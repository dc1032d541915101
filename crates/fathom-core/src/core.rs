//! Core - orchestration of projects, simulations, levels and hubs
//!
//! Core owns the configuration and the interface catalogue. It never owns
//! a project: every call takes the project it acts on, and acts on that
//! project's active simulation.
//!
//! ## Levels
//!
//! ```text
//! initial | hydro register | hydro output | elec register | elec output
//!                                 ^
//! inspect_level("hydro output")   └ outputs after this are masked
//! reset_level("elec register")    └ elec is unscheduled, its states deleted
//! ```

use crate::config::CoreConfig;
use crate::error::{Error, Result};
use crate::interface::InterfaceCatalog;
use crate::project::Project;
use fathom_hub::{Hub, OrderedSim, OutputScope};
use fathom_state::{DataPool, DataState, IndexMap, IndexSet, Simulation, Value, VariableId};
use tracing::{debug, info};

/// The orchestrator
#[derive(Debug, Default)]
pub struct Core {
    config: CoreConfig,
    catalog: InterfaceCatalog,
}
//! OrderedSim - a simulation with hubs, levels and status caches
//!
//! `OrderedSim` wraps a [`Simulation`] and adds everything the
//! orchestrator needs to schedule interfaces against it:
//!
//! - the hub creation queue and the created hubs in `hub_order`
//! - the level map, linking each level to the interface that produced it
//! - the execution and inspection levels
//! - the cached input/output status of every sequenced interface

use crate::config::HubDefinition;
use crate::declaration::DeclarationLookup;
use crate::error::{Error, Result};
use crate::hub::Hub;
use crate::status::{self, HubStatus, InterfaceStatus, Status, StatusMap};
use fathom_state::{DataState, IndexMap, IndexSet, Simulation, VariableId};
use serde::{Deserialize, Serialize};
use std::collections::VecDeque;
use tracing::{debug, info};

/// Which theme results are shown alongside an inspected interface
///
/// Themes run twice after a module: once on that module's outputs alone
/// (`Local`) and once on all data (`Global`).
#[derive(Debug, Clone, Copy, PartialEq, Eq, Default, Serialize, Deserialize)]
#[serde(rename_all = "lowercase")]
pub enum OutputScope {
    Local,
    #[default]
    Global,
}

/// A simulation together with its hub registry
#[derive(Debug, Clone, Default, Serialize, Deserialize)]
pub struct OrderedSim {
    simulation: Simulation,
    hubs: IndexMap<String, Hub>,
    hub_queue: VecDeque<HubDefinition>,
    level_map: IndexMap<String, Option<String>>,
    execution_level: Option<String>,
    inspection_level: Option<String>,
    output_scope: Option<OutputScope>,
    input_status: StatusMap,
    output_status: StatusMap,
    unavailable_variables: Option<Vec<VariableId>>,
}

impl OrderedSim {
    /// Create a simulation with the given hub creation queue
    pub fn new(title: Option<String>, definitions: impl IntoIterator<Item = HubDefinition>) -> Self {
        Self {
            simulation: Simulation::new(title),
            hub_queue: definitions.into_iter().collect(),
            ..Self::default()
        }
    }

    // ========================================================================
    // Snapshot store
    // ========================================================================

    /// Get the underlying snapshot store
    pub fn simulation(&self) -> &Simulation {
        &self.simulation
    }

    /// Get mutable access to the underlying snapshot store
    pub fn simulation_mut(&mut self) -> &mut Simulation {
        &mut self.simulation
    }

    /// Get the simulation title
    pub fn title(&self) -> Option<&str> {
        self.simulation.title()
    }

    /// Set the simulation title
    pub fn set_title(&mut self, title: Option<String>) {
        self.simulation.set_title(title);
    }

    /// Permanently remove every masked datastate
    ///
    /// Unlike masking this cannot be undone. The removed states are returned.
    pub fn delete_masked_states(&mut self) -> Vec<DataState> {
        let removed = self.simulation.pop_masked_states();
        if !removed.is_empty() {
            info!(count = removed.len(), "deleting masked datastates");
        }
        removed
    }

    // ========================================================================
    // Hubs
    // ========================================================================

    /// Pop the next definition from the hub creation queue
    pub fn next_hub_definition(&mut self) -> Result<HubDefinition> {
        self.hub_queue.pop_front().ok_or(Error::NoHubsQueued)
    }

    /// Peek at the remaining hub definitions
    pub fn queued_definitions(&self) -> impl Iterator<Item = &HubDefinition> {
        self.hub_queue.iter()
    }

    /// Register a hub at the end of `hub_order`
    pub fn set_hub(&mut self, hub: Hub) -> Result<()> {
        if self.hubs.contains_key(hub.id()) {
            return Err(Error::DuplicateHub(hub.id().to_string()));
        }

        debug!(hub = %hub.id(), kind = hub.kind().tag(), "registering hub");
        self.hubs.insert(hub.id().to_string(), hub);
        Ok(())
    }

    /// Get a hub
    pub fn hub(&self, hub_id: &str) -> Result<&Hub> {
        self.hubs
            .get(hub_id)
            .ok_or_else(|| Error::HubNotFound(hub_id.to_string()))
    }

    /// Get a hub mutably
    pub fn hub_mut(&mut self, hub_id: &str) -> Result<&mut Hub> {
        self.hubs
            .get_mut(hub_id)
            .ok_or_else(|| Error::HubNotFound(hub_id.to_string()))
    }

    /// Check if a hub exists
    pub fn has_hub(&self, hub_id: &str) -> bool {
        self.hubs.contains_key(hub_id)
    }

    /// Hub ids in creation order
    pub fn hub_order(&self) -> Vec<&str> {
        self.hubs.keys().map(String::as_str).collect()
    }

    /// Hubs in creation order
    pub fn hubs(&self) -> impl Iterator<Item = &Hub> {
        self.hubs.values()
    }

    /// Check if the interface is sequenced in the hub
    pub fn has_interface(&self, hub_id: &str, interface_id: &str) -> Result<bool> {
        Ok(self.hub(hub_id)?.has_interface(interface_id))
    }

    /// Schedule an interface at the end of a hub
    pub fn sequence_interface(&mut self, hub_id: &str, interface_id: &str) -> Result<()> {
        self.hub_mut(hub_id)?.sequence(interface_id)
    }

    /// Mark a scheduled interface completed
    pub fn set_interface_completed(&mut self, hub_id: &str, interface_id: &str) -> Result<()> {
        self.hub_mut(hub_id)?.set_completed(interface_id)
    }

    /// Remove every slot of a hub
    pub fn reset_hub(&mut self, hub_id: &str) -> Result<()> {
        self.hub_mut(hub_id)?.reset();
        Ok(())
    }

    /// Unschedule an interface and everything that depends on it
    ///
    /// Hubs are visited in `hub_order`:
    /// - `None` resets every hub
    /// - a hub id resets that hub and every later hub
    /// - an interface id truncates its hub from the interface onwards and
    ///   resets every later hub
    pub fn cascade_reset(&mut self, interface_id: Option<&str>) -> Result<()> {
        let Some(interface_id) = interface_id else {
            info!("resetting all hubs");
            for hub in self.hubs.values_mut() {
                hub.reset();
            }
            return Ok(());
        };

        let found = match self.hubs.get_index_of(interface_id) {
            Some(index) => {
                info!(hub = %interface_id, "resetting hub and later hubs");
                index
            }
            None => {
                let index = self
                    .hubs
                    .values()
                    .position(|hub| hub.has_interface(interface_id))
                    .ok_or_else(|| Error::InterfaceNotFoundInAnyHub(interface_id.to_string()))?;
                info!(interface = %interface_id, "rescheduling interface");
                index
            }
        };

        for (index, hub) in self.hubs.values_mut().enumerate().skip(found) {
            if index == found && hub.id() != interface_id {
                hub.truncate_from(interface_id)?;
            } else {
                hub.reset();
            }
        }

        Ok(())
    }

    // ========================================================================
    // Levels
    // ========================================================================

    /// Append an empty datastate at `level` and record its owner
    ///
    /// Returns the redo states discarded by the append.
    pub fn register_level(&mut self, level: &str, interface_id: Option<&str>) -> Vec<DataState> {
        debug!(level = %level, interface = ?interface_id, "registering level");
        let removed = self
            .simulation
            .add_state(DataState::with_level(level), false);
        self.level_map
            .insert(level.to_string(), interface_id.map(str::to_string));
        removed
    }

    /// Get the level map
    pub fn level_map(&self) -> &IndexMap<String, Option<String>> {
        &self.level_map
    }

    /// Check if a level has been registered
    pub fn has_level(&self, level: &str) -> bool {
        self.level_map.contains_key(level)
    }

    /// Get the interface that registered a level
    ///
    /// `None` when the level is unknown, `Some(None)` when it has no owner.
    pub fn level_owner(&self, level: &str) -> Option<Option<&str>> {
        self.level_map.get(level).map(Option::as_deref)
    }

    /// Get the level execution will continue from
    pub fn execution_level(&self) -> Option<&str> {
        self.execution_level.as_deref()
    }

    /// Set the execution level
    pub fn set_execution_level(&mut self, level: Option<String>) {
        debug!(level = ?level, "setting execution level");
        self.execution_level = level;
    }

    /// Get the level currently being inspected
    pub fn inspection_level(&self) -> Option<&str> {
        self.inspection_level.as_deref()
    }

    /// Set the inspection level
    pub fn set_inspection_level(&mut self, level: Option<String>) {
        debug!(level = ?level, "setting inspection level");
        self.inspection_level = level;
    }

    /// Get the last applied theme output scope
    pub fn output_scope(&self) -> Option<OutputScope> {
        self.output_scope
    }

    /// Record the theme output scope
    pub fn set_output_scope(&mut self, scope: Option<OutputScope>) {
        self.output_scope = scope;
    }

    // ========================================================================
    // Status
    // ========================================================================

    /// Get the globally forced-unavailable variables
    pub fn unavailable_variables(&self) -> Option<&[VariableId]> {
        self.unavailable_variables.as_deref()
    }

    /// Force variables unavailable as inputs of every hub
    pub fn set_unavailable_variables(&mut self, variables: Option<Vec<VariableId>>) {
        self.unavailable_variables = variables;
    }

    /// Cached input status of every sequenced interface
    pub fn input_statuses(&self) -> &StatusMap {
        &self.input_status
    }

    /// Cached output status of every sequenced interface
    pub fn output_statuses(&self) -> &StatusMap {
        &self.output_status
    }

    /// Cached input status of one interface
    pub fn input_status(&self, hub_id: &str, interface_id: &str) -> Option<&InterfaceStatus> {
        self.input_status.get(hub_id)?.get(interface_id)
    }

    /// Cached output status of one interface
    pub fn output_status(&self, hub_id: &str, interface_id: &str) -> Option<&InterfaceStatus> {
        self.output_status.get(hub_id)?.get(interface_id)
    }

    /// Input variable ids filtered by hub, interface and status
    pub fn input_ids(
        &self,
        hub_id: Option<&str>,
        interface_id: Option<&str>,
        valid_statuses: Option<&[Status]>,
    ) -> IndexSet<VariableId> {
        filter_ids(&self.input_status, hub_id, interface_id, valid_statuses)
    }

    /// Output variable ids filtered by hub, interface and status
    pub fn output_ids(
        &self,
        hub_id: Option<&str>,
        interface_id: Option<&str>,
        valid_statuses: Option<&[Status]>,
    ) -> IndexSet<VariableId> {
        filter_ids(&self.output_status, hub_id, interface_id, valid_statuses)
    }

    /// Variables a hub must treat as unavailable inputs
    ///
    /// The declared outputs of the still scheduled interfaces of every hub
    /// the hub names as force unavailable, plus the global list.
    pub fn force_unavailable_for(&self, hub_id: &str) -> Result<IndexSet<VariableId>> {
        self.force_unavailable_in(&self.output_status, hub_id)
    }

    fn force_unavailable_in(
        &self,
        outputs: &StatusMap,
        hub_id: &str,
    ) -> Result<IndexSet<VariableId>> {
        let hub = self.hub(hub_id)?;
        let mut unavailable = IndexSet::new();

        for other_id in hub.force_unavailable() {
            let Some(other) = self.hubs.get(other_id) else {
                continue;
            };
            let Some(statuses) = outputs.get(other_id) else {
                continue;
            };
            for interface_id in other.scheduled_ids() {
                if let Some(status) = statuses.get(interface_id) {
                    unavailable.extend(status.keys().cloned());
                }
            }
        }

        if let Some(global) = &self.unavailable_variables {
            unavailable.extend(global.iter().cloned());
        }

        Ok(unavailable)
    }

    /// Recompute every cached status, outputs first
    ///
    /// Outputs of the hub named `as_of_hub` are evaluated as of the
    /// interface owning the inspection level. Nothing is replaced unless the
    /// whole recomputation succeeds.
    pub fn refresh_status(
        &mut self,
        declarations: &dyn DeclarationLookup,
        as_of_hub: Option<&str>,
    ) -> Result<()> {
        let merged = self.simulation.merged_state();
        let forced_last = self
            .inspection_level
            .as_deref()
            .and_then(|level| self.level_map.get(level))
            .and_then(Option::as_deref);

        let mut outputs = StatusMap::new();
        for hub in self.hubs.values() {
            let force_last_completed = if as_of_hub == Some(hub.id()) {
                forced_last
            } else {
                None
            };

            let mut hub_status = HubStatus::new();
            for interface_id in hub.sequenced_ids() {
                let status = status::output_status(
                    hub,
                    interface_id,
                    declarations,
                    merged,
                    force_last_completed,
                )?;
                hub_status.insert(interface_id.to_string(), status);
            }
            outputs.insert(hub.id().to_string(), hub_status);
        }

        let mut inputs = StatusMap::new();
        for hub in self.hubs.values() {
            let unavailable = self.force_unavailable_in(&outputs, hub.id())?;

            let mut hub_status = HubStatus::new();
            for interface_id in hub.sequenced_ids() {
                let status =
                    status::input_status(hub, interface_id, declarations, merged, &unavailable)?;
                hub_status.insert(interface_id.to_string(), status);
            }
            inputs.insert(hub.id().to_string(), hub_status);
        }

        debug!(hubs = self.hubs.len(), "interface status refreshed");
        self.output_status = outputs;
        self.input_status = inputs;
        Ok(())
    }
}

fn filter_ids(
    statuses: &StatusMap,
    hub_id: Option<&str>,
    interface_id: Option<&str>,
    valid_statuses: Option<&[Status]>,
) -> IndexSet<VariableId> {
    statuses
        .iter()
        .filter(|(hub, _)| hub_id.map_or(true, |id| id == hub.as_str()))
        .flat_map(|(_, interfaces)| interfaces.iter())
        .filter(|(interface, _)| interface_id.map_or(true, |id| id == interface.as_str()))
        .flat_map(|(_, variables)| variables.iter())
        .filter(|(_, status)| valid_statuses.map_or(true, |valid| valid.contains(status)))
        .map(|(id, _)| id.clone())
        .collect()
}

______

Look through the material for "IndexMap". Copy each line that has it.

Written response
use fathom_state::{DataPool, DataState, IndexMap, IndexSet, Simulation, Value, VariableId};
use fathom_state::{DataState, IndexMap, IndexSet, Simulation, VariableId};
    hubs: IndexMap<String, Hub>,
    level_map: IndexMap<String, Option<String>>,
    pub fn level_map(&self) -> &IndexMap<String, Option<String>> {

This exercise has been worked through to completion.